Auswirkungen auf die EU-Mitgliedstaaten - insbesondere Deutschland
2003 +++ Meinhard Heinze +++ Quelle: gpk Sondernummer 1/2003, S.15
Es kann überhaupt kein Zweifel daran bestehen,
dass europaweit in allen Mitgliedstaaten der EU das Leistungserbringungsverhältnis
als wirtschaftliche Betätigung im Sinne des EU-Vertrages zu qualifizieren
ist, weil eben dieses Leistungserbringungsverhältnis - unabhängig von der
zumeist öffentlich-rechtlichen Ausgestaltung des Versicherungsverhältnisses
- schlicht dem Privatrecht unterliegt. Dabei spielt es überhaupt keine Rolle,
ob das jeweilige System ein Versicherungssystem oder ein staatliches Gesundheitssystem
ist, ob das jeweilige System dem Sachleistungsprinzip oder dem Kostenerstattungsprinzip
folgt. Denn jedem Fall ist das Rechtsverhältnis zwischen dem Leistungserbringer
und dem Versicherer und dem Versicherten ein Rechtsverhältnis des Privatrechts.

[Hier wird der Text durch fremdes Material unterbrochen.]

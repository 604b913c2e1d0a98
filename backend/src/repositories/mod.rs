//! Database repositories
//!
//! Provides data access layer for database operations.

pub mod daily_total;
pub mod food_entry;
pub mod user;

pub use daily_total::{DailyCalories, DailyTotal, DailyTotalRepository};
pub use food_entry::{CreateFoodEntry, FoodEntry, FoodEntryRepository};
pub use user::{CreateUser, UpdateUserProfile, UserRecord, UserRepository};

Darüber hinaus - und dies ist besonders
bedeutsam - hat der Europäische Gerichtshof klargestellt, dass auch die
stationären Krankenhausdienstleistungen uneingeschränkt den Grundfreiheiten
des europäischen Rechtes unterliegen. Zugleich hat er eine wichtige Klarstellung
nachgeholt, dass nämlich zwischen Krankenversicherungssystemen, die dem
Kostenerstattungsprinzip unterliegen und solchen, die das Sachleistungsprinzip
vertreten, kein Unterschied hinsichtlich der Geltung der gemeinschaftsrechtlichen
Grundfreiheiten besteht. Wettbewerbsrecht Diese Ansicht übersieht jedoch, dass
der Europäische Gerichtshof stets einen "funktionalen Unternehmensbegriff"
vertreten hat, der auch öffentlich-rechtliche Einrichtungen als "Unternehmen"
erfasst, wenn sie wirtschaftliche Tätigkeiten ausüben. Bekanntlich hat der Gerichtshof in der
Rechtssache "Höfner und Elsner" die Tätigkeit der Deutschen
"Bundesanstalt für Arbeit " im Bereich der Vermittlung von
Führungskräften der Wirtschaft als "unternehmerische Tätigkeit"
eingestuft. Auswirkungen auf die Struktur
der Gesundheitssysteme in Europa Fasst man die dargestellten Aspekte des
europäischen Rechts und der Rechtsprechung des Europäischen Gerichtshofes
zum gegenwärtigen Stand zusammen, so ergibt sich in der Tat, dass der gegenwärtige
Stand des europäischen Rechts den Wettbewerb der nationalen Gesundheitssysteme
erzwingt. Viele Gesundheitssysteme in Europa haben
sich nach der bisherigen Rechtsprechung des Europäischen Gerichtshofs zumindest
teilweise als nicht europarechtskonform erwiesen. Die nationalen Gesetzgeber sind daher
aufgerufen, die Konsequenzen aus der Rechtsprechung des Europäischen Gerichtshofs
zu ziehen und die eigenen Leistungserbringer von nationalen Fesseln zu befreien.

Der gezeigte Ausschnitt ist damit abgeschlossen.